//! Pi estimation on tokio's blocking pool.
//!
//! Each task runs through `spawn_blocking`; handles are awaited in
//! submission order, so snapshots arrive exactly as in the threaded engine.

use std::any::Any;
use std::sync::Arc;
use std::time::Duration;

use monte_carlo_pi::{
    partition, run_task, task_rng, Aggregator, ProgressSink, Result, RunningEstimate,
    SimulationConfig, SimulationError, SimulationRequest, TaskDescriptor, TaskResult,
};
use tokio::task::{self, JoinError, JoinHandle};
use tracing::{debug, error, info};

struct PendingTask {
    task_id: usize,
    handle: JoinHandle<Result<TaskResult>>,
}

fn spawn_task(
    descriptor: TaskDescriptor,
    seed: Option<u64>,
    sink: &Arc<dyn ProgressSink>,
) -> PendingTask {
    let sink = Arc::clone(sink);
    let handle = task::spawn_blocking(move || {
        let rng = task_rng(seed, descriptor.id);
        run_task(descriptor, rng, sink.as_ref()).map_err(|err| SimulationError::TaskFailed {
            task_id: descriptor.id,
            reason: err.to_string(),
        })
    });
    PendingTask {
        task_id: descriptor.id,
        handle,
    }
}

/// Await one task. On timeout the handle stays in `pending` so the caller
/// can still wait for the task to end.
async fn resolve(pending: &mut PendingTask, timeout: Option<Duration>) -> Result<TaskResult> {
    let task_id = pending.task_id;
    let joined = match timeout {
        None => (&mut pending.handle).await,
        Some(timeout) => match tokio::time::timeout(timeout, &mut pending.handle).await {
            Ok(joined) => joined,
            Err(_) => return Err(SimulationError::TimedOut { task_id, timeout }),
        },
    };
    joined.map_err(|err| join_error(task_id, err))?
}

fn join_error(task_id: usize, err: JoinError) -> SimulationError {
    if err.is_panic() {
        SimulationError::TaskFailed {
            task_id,
            reason: panic_message(err.into_panic()),
        }
    } else {
        SimulationError::Interrupted { task_id }
    }
}

fn panic_message(payload: Box<dyn Any + Send>) -> String {
    match payload.downcast::<String>() {
        Ok(message) => *message,
        Err(payload) => match payload.downcast::<&str>() {
            Ok(message) => (*message).to_string(),
            Err(_) => "task panicked".to_string(),
        },
    }
}

/// Async counterpart of `Simulator::run`.
///
/// Fails with an invalid request before spawning anything. On the first task
/// failure, tasks that have not started are aborted and every remaining task,
/// including one that timed out, is awaited before the error is returned. A
/// timeout therefore bounds the wait for a result, not the length of the run.
pub async fn run_simulation(
    total_points: i64,
    config: &SimulationConfig,
    sink: Arc<dyn ProgressSink>,
) -> Result<RunningEstimate> {
    let request = SimulationRequest::new(total_points, config.task_count)?;
    let tasks = partition(&request);

    let pending: Vec<_> = tasks
        .iter()
        .map(|&descriptor| spawn_task(descriptor, config.seed, &sink))
        .collect();
    debug!(tasks = pending.len(), "tasks spawned on blocking pool");

    let mut aggregator = Aggregator::new(RunningEstimate::default(), None);
    let mut remaining = pending.into_iter();
    while let Some(mut next) = remaining.next() {
        match resolve(&mut next, config.task_timeout).await {
            Ok(result) => {
                aggregator.accept(&result, sink.as_ref());
            }
            Err(err) => {
                let rest: Vec<_> = remaining.collect();
                for task in &rest {
                    task.handle.abort();
                }
                // A timed-out task never yielded its output and may still be sampling.
                if matches!(err, SimulationError::TimedOut { .. }) {
                    let _ = next.handle.await;
                }
                for task in rest {
                    let _ = task.handle.await;
                }
                error!(error = %err, "simulation aborted");
                sink.on_failure(&err);
                return Err(err);
            }
        }
    }

    let estimate = aggregator.into_estimate();
    info!(
        total_points = request.total_points(),
        processed = estimate.cumulative_processed,
        pi = ?estimate.pi_estimate(),
        "simulation completed"
    );
    Ok(estimate)
}

#[cfg(test)]
mod tests {
    use super::*;

    #[test]
    fn panic_message_handles_both_string_kinds() {
        assert_eq!(panic_message(Box::new("static")), "static");
        assert_eq!(panic_message(Box::new(String::from("owned"))), "owned");
        assert_eq!(panic_message(Box::new(7u8)), "task panicked");
    }

    #[tokio::test]
    async fn timeout_is_reported_for_the_waiting_task() {
        let mut pending = PendingTask {
            task_id: 3,
            handle: task::spawn_blocking(|| {
                std::thread::sleep(Duration::from_millis(200));
                Ok(TaskResult {
                    task_id: 3,
                    inside_count: 0,
                    points_assigned: 0,
                })
            }),
        };

        let err = resolve(&mut pending, Some(Duration::from_millis(10)))
            .await
            .unwrap_err();
        assert!(matches!(err, SimulationError::TimedOut { task_id: 3, .. }));

        // The handle is still owned and yields the late result.
        let late = pending.handle.await.unwrap().unwrap();
        assert_eq!(late.task_id, 3);
    }

    #[tokio::test]
    async fn panicking_task_becomes_task_failure() {
        let mut pending = PendingTask {
            task_id: 1,
            handle: task::spawn_blocking(|| -> Result<TaskResult> { panic!("bad sample") }),
        };
        match resolve(&mut pending, None).await {
            Err(SimulationError::TaskFailed { task_id, reason }) => {
                assert_eq!(task_id, 1);
                assert_eq!(reason, "bad sample");
            }
            other => panic!("unexpected outcome: {other:?}"),
        }
    }
}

# [TASK INSTRUCTIONS]
Write out exactly the lines above from the line with "None => (&mut" through the line with "the first task", both of them included, and leave out all other lines.

# [ANSWER SPACE]
        None => (&mut pending.handle).await,
        Some(timeout) => match tokio::time::timeout(timeout, &mut pending.handle).await {
            Ok(joined) => joined,
            Err(_) => return Err(SimulationError::TimedOut { task_id, timeout }),
        },
    };
    joined.map_err(|err| join_error(task_id, err))?
}

fn join_error(task_id: usize, err: JoinError) -> SimulationError {
    if err.is_panic() {
        SimulationError::TaskFailed {
            task_id,
            reason: panic_message(err.into_panic()),
        }
    } else {
        SimulationError::Interrupted { task_id }
    }
}

fn panic_message(payload: Box<dyn Any + Send>) -> String {
    match payload.downcast::<String>() {
        Ok(message) => *message,
        Err(payload) => match payload.downcast::<&str>() {
            Ok(message) => (*message).to_string(),
            Err(_) => "task panicked".to_string(),
        },
    }
}

/// Async counterpart of `Simulator::run`.
///
/// Fails with an invalid request before spawning anything. On the first task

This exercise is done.